The Ground Campaign


Wouldn’t a breather be good before voting? Surely Americans could use a whoosh of fresh oxygen to the brain about now. A big updraft from the leaf-steeped national forests of Appalachia—even a wake-up splash in their cold trout streams—could do wonders. A mind-expanding view from the Smokies, or possibly Shenandoah National Park, could likewise pump new vigor and love of country into demoralized voters.

As it turns out, this love matters—not least to the land.

Though these iconic American scenes won’t appear on 2016 ballots, we’ll all be voting to retain or lose them, via the candidates we choose.

Will our candidates protect these life-giving commons, as Republican Teddy Roosevelt intended when he set them aside? Or will they get divided like spoils among campaign donors?
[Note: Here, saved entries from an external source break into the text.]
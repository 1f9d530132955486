//! Array conversions and broadcasting on top of `ndarray`.

use jsu_ad::{Dual, Dual32};
use jsu_core::{Error, Result, Shape};
use ndarray::{Array1, ArrayD, ArrayViewD, IxDyn};

/// Conversion into a dynamic-rank array.
///
/// Implemented for scalars, `Vec`, fixed-size arrays, slices and `ndarray`
/// arrays, so every operation accepts `0.5`, `vec![..]` or an `ArrayD` alike.
pub trait IntoArray<T> {
    /// Convert into an owned `ArrayD`.
    fn into_array(self) -> ArrayD<T>;
}

macro_rules! impl_scalar_into_array {
    ($($t:ty),*) => {
        $(
            impl IntoArray<$t> for $t {
                #[inline]
                fn into_array(self) -> ArrayD<$t> {
                    ArrayD::from_elem(IxDyn(&[]), self)
                }
            }
        )*
    };
}

impl_scalar_into_array!(f64, f32, Dual, Dual32);

impl<T> IntoArray<T> for ArrayD<T> {
    #[inline]
    fn into_array(self) -> ArrayD<T> {
        self
    }
}

impl<T: Clone> IntoArray<T> for &ArrayD<T> {
    #[inline]
    fn into_array(self) -> ArrayD<T> {
        self.clone()
    }
}

impl<T> IntoArray<T> for Array1<T> {
    #[inline]
    fn into_array(self) -> ArrayD<T> {
        self.into_dyn()
    }
}

impl<T> IntoArray<T> for Vec<T> {
    #[inline]
    fn into_array(self) -> ArrayD<T> {
        Array1::from_vec(self).into_dyn()
    }
}

impl<T: Clone> IntoArray<T> for &[T] {
    #[inline]
    fn into_array(self) -> ArrayD<T> {
        Array1::from_vec(self.to_vec()).into_dyn()
    }
}

impl<T, const N: usize> IntoArray<T> for [T; N] {
    #[inline]
    fn into_array(self) -> ArrayD<T> {
        Array1::from_vec(Vec::from(self)).into_dyn()
    }
}

/// Shape of an array.
#[inline]
pub fn shape_of<T>(a: &ArrayD<T>) -> Shape {
    Shape::from(a.shape())
}

/// Broadcast view of `a` with shape `target`.
pub fn broadcast_to<'a, T>(
    a: &'a ArrayD<T>,
    target: &Shape,
    what: &str,
) -> Result<ArrayViewD<'a, T>> {
    a.broadcast(IxDyn(target.dims())).ok_or_else(|| {
        Error::IncompatibleShapes(format!(
            "cannot broadcast `{}` with shape {} to {}",
            what,
            shape_of(a),
            target
        ))
    })
}

/// Broadcast shape of `a` and `b`, reported as an error when incompatible.
pub fn broadcast_pair(a: &Shape, b: &Shape, what: &str) -> Result<Shape> {
    a.broadcast(b).ok_or_else(|| {
        Error::IncompatibleShapes(format!("{}: shapes {} and {} do not broadcast", what, a, b))
    })
}

/// Rebuild `a` (logically, in row-major order) with a new shape of equal size.
pub fn reshape<T: Clone>(a: ArrayD<T>, dims: &[usize]) -> Result<ArrayD<T>> {
    let flat: Vec<T> = a.iter().cloned().collect();
    ArrayD::from_shape_vec(IxDyn(dims), flat)
        .map_err(|e| Error::Validation(format!("cannot reshape to {:?}: {}", dims, e)))
}
//! Tape-based reverse-mode automatic differentiation.
//!
//! Each recorded node stores its value and the local partial derivatives
//! with respect to its operands, evaluated when the node is pushed. The
//! backward sweep is then a single reverse pass of multiply-accumulate, and
//! yields the gradient with respect to every input at once.
//!
//! # Example
//! ```
//! use jsu_ad::tape::Tape;
//!
//! // x = s * sinh((z - g) / d) + l at z = 0.5
//! let mut tape = Tape::new();
//! let g = tape.var(0.0);
//! let d = tape.var(1.0);
//! let l = tape.var(2.0);
//! let s = tape.var(3.0);
//! let w = tape.f64_sub(0.5, g);
//! let w = tape.div(w, d);
//! let w = tape.sinh(w);
//! let w = tape.mul(s, w);
//! let x = tape.add(w, l);
//! tape.backward(x);
//! assert_eq!(tape.adjoint(l), 1.0);
//! assert_eq!(tape.adjoint(s), 0.5f64.sinh());
//! ```

/// Handle to a node on the tape.
#[derive(Debug, Clone, Copy, PartialEq, Eq)]
pub struct Var(pub(crate) usize);

/// Recorded node: value plus local partials w.r.t. its operands.
#[derive(Debug, Clone, Copy)]
enum Node {
    Leaf { val: f64 },
    Unary { val: f64, a: usize, da: f64 },
    Binary { val: f64, a: usize, b: usize, da: f64, db: f64 },
}

impl Node {
    #[inline]
    fn val(&self) -> f64 {
        match *self {
            Node::Leaf { val } | Node::Unary { val, .. } | Node::Binary { val, .. } => val,
        }
    }
}

/// Reverse-mode AD tape.
///
/// Record inputs with [`var`](Tape::var), combine them with the arithmetic
/// and elementary functions below, then call [`backward`](Tape::backward)
/// and read gradients with [`adjoint`](Tape::adjoint).
#[derive(Debug, Default)]
pub struct Tape {
    nodes: Vec<Node>,
    adjoints: Vec<f64>,
}

impl Tape {
    /// Empty tape.
    pub fn new() -> Self {
        Self::default()
    }

    /// Empty tape with room for `capacity` nodes.
    pub fn with_capacity(capacity: usize) -> Self {
        Self { nodes: Vec::with_capacity(capacity), adjoints: Vec::with_capacity(capacity) }
    }

    /// Number of recorded nodes.
    pub fn len(&self) -> usize {
        self.nodes.len()
    }

    /// Whether nothing has been recorded.
    pub fn is_empty(&self) -> bool {
        self.nodes.is_empty()
    }

    /// Forget every node, keeping the allocation.
    pub fn clear(&mut self) {
        self.nodes.clear();
        self.adjoints.clear();
    }

    #[inline]
    fn push(&mut self, node: Node) -> Var {
        self.nodes.push(node);
        Var(self.nodes.len() - 1)
    }

    #[inline]
    fn unary_node(&mut self, a: Var, val: f64, da: f64) -> Var {
        self.push(Node::Unary { val, a: a.0, da })
    }

    #[inline]
    fn binary_node(&mut self, a: Var, b: Var, val: f64, da: f64, db: f64) -> Var {
        self.push(Node::Binary { val, a: a.0, b: b.0, da, db })
    }

    /// Record an input.
    #[inline]
    pub fn var(&mut self, val: f64) -> Var {
        self.push(Node::Leaf { val })
    }

    /// Record a constant. Its adjoint is computed but meaningless.
    #[inline]
    pub fn constant(&mut self, val: f64) -> Var {
        self.push(Node::Leaf { val })
    }

    /// Primal value of `v`.
    #[inline]
    pub fn val(&self, v: Var) -> f64 {
        self.nodes[v.0].val()
    }

    /// `a + b`
    #[inline]
    pub fn add(&mut self, a: Var, b: Var) -> Var {
        let val = self.val(a) + self.val(b);
        self.binary_node(a, b, val, 1.0, 1.0)
    }

    /// `a - b`
    #[inline]
    pub fn sub(&mut self, a: Var, b: Var) -> Var {
        let val = self.val(a) - self.val(b);
        self.binary_node(a, b, val, 1.0, -1.0)
    }

    /// `a * b`
    #[inline]
    pub fn mul(&mut self, a: Var, b: Var) -> Var {
        let (va, vb) = (self.val(a), self.val(b));
        self.binary_node(a, b, va * vb, vb, va)
    }

    /// `a / b`
    #[inline]
    pub fn div(&mut self, a: Var, b: Var) -> Var {
        let (va, vb) = (self.val(a), self.val(b));
        let q = va / vb;
        self.binary_node(a, b, q, 1.0 / vb, -q / vb)
    }

    /// `-a`
    #[inline]
    pub fn neg(&mut self, a: Var) -> Var {
        let val = -self.val(a);
        self.unary_node(a, val, -1.0)
    }

    /// `ln(a)`
    #[inline]
    pub fn ln(&mut self, a: Var) -> Var {
        let va = self.val(a);
        self.unary_node(a, va.ln(), 1.0 / va)
    }

    /// `exp(a)`
    #[inline]
    pub fn exp(&mut self, a: Var) -> Var {
        let e = self.val(a).exp();
        self.unary_node(a, e, e)
    }

    /// `sqrt(a)`
    #[inline]
    pub fn sqrt(&mut self, a: Var) -> Var {
        let r = self.val(a).sqrt();
        self.unary_node(a, r, 0.5 / r)
    }

    /// `sinh(a)`
    #[inline]
    pub fn sinh(&mut self, a: Var) -> Var {
        let va = self.val(a);
        self.unary_node(a, va.sinh(), va.cosh())
    }

    /// `cosh(a)`
    #[inline]
    pub fn cosh(&mut self, a: Var) -> Var {
        let va = self.val(a);
        self.unary_node(a, va.cosh(), va.sinh())
    }

    /// `asinh(a)`
    #[inline]
    pub fn asinh(&mut self, a: Var) -> Var {
        let va = self.val(a);
        self.unary_node(a, va.asinh(), 1.0 / va.mul_add(va, 1.0).sqrt())
    }

    /// `ln(1 + a)`
    #[inline]
    pub fn ln_1p(&mut self, a: Var) -> Var {
        let va = self.val(a);
        self.unary_node(a, va.ln_1p(), 1.0 / (1.0 + va))
    }

    /// `exp(a) - 1`
    #[inline]
    pub fn exp_m1(&mut self, a: Var) -> Var {
        let va = self.val(a);
        self.unary_node(a, va.exp_m1(), va.exp())
    }

    /// Record `f(a)` for a function evaluated outside the tape: `val` is
    /// `f(a)` and `deriv` is `f'(a)`.
    #[inline]
    pub fn unary(&mut self, a: Var, val: f64, deriv: f64) -> Var {
        self.unary_node(a, val, deriv)
    }

    /// Sum of `vars` (a constant zero for an empty slice).
    pub fn sum(&mut self, vars: &[Var]) -> Var {
        match vars.split_first() {
            None => self.constant(0.0),
            Some((&first, rest)) => rest.iter().fold(first, |acc, &v| self.add(acc, v)),
        }
    }

    /// `a + s`
    #[inline]
    pub fn add_f64(&mut self, a: Var, s: f64) -> Var {
        let val = self.val(a) + s;
        self.unary_node(a, val, 1.0)
    }

    /// `s - a`
    #[inline]
    pub fn f64_sub(&mut self, s: f64, a: Var) -> Var {
        let val = s - self.val(a);
        self.unary_node(a, val, -1.0)
    }

    /// `a * s`
    #[inline]
    pub fn mul_f64(&mut self, a: Var, s: f64) -> Var {
        let val = self.val(a) * s;
        self.unary_node(a, val, s)
    }

    /// Reverse sweep from `out`. Afterwards [`adjoint`](Tape::adjoint)
    /// returns `∂out/∂v` for any recorded `v`.
    pub fn backward(&mut self, out: Var) {
        self.adjoints.clear();
        self.adjoints.resize(self.nodes.len(), 0.0);
        self.adjoints[out.0] = 1.0;

        for i in (0..=out.0).rev() {
            let adj = self.adjoints[i];
            if adj == 0.0 {
                continue;
            }
            match self.nodes[i] {
                Node::Leaf { .. } => {}
                Node::Unary { a, da, .. } => self.adjoints[a] += adj * da,
                Node::Binary { a, b, da, db, .. } => {
                    self.adjoints[a] += adj * da;
                    self.adjoints[b] += adj * db;
                }
            }
        }
    }

    /// `∂out/∂v` from the last [`backward`](Tape::backward); 0 before it.
    #[inline]
    pub fn adjoint(&self, v: Var) -> f64 {
        self.adjoints.get(v.0).copied().unwrap_or(0.0)
    }
}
A powerful coalition in Congress—their careers funded by corporate giants—already has progressed on a plan to dissolve federal lands, beginning with funding cuts.

National parks have been particularly hard hit. Chopped budgets, pushed by the often-dubbed “anti-parks caucus,” have left these rare land treasures understaffed and minimally protected. The same caucus intends to open these parks to its donors for industrial drilling and logging.

It’s also ready with pre-fab legislation for transferring other federal lands—like national forests—to individual states. Why?

The industry coalitions who crafted this “model legislation” know that cash-strapped states can’t afford to manage these lands. It’s thus expected that states would sell them, or lease their management, to the same industrial interests who devised the whole scheme.

This land-grab is pending one outcome of 2016 elections—a Congress and president more devoted to the art of private deals than protecting public lands.

Other history-changing conservation outcomes hide behind this year’s ballot as well. Water security is one.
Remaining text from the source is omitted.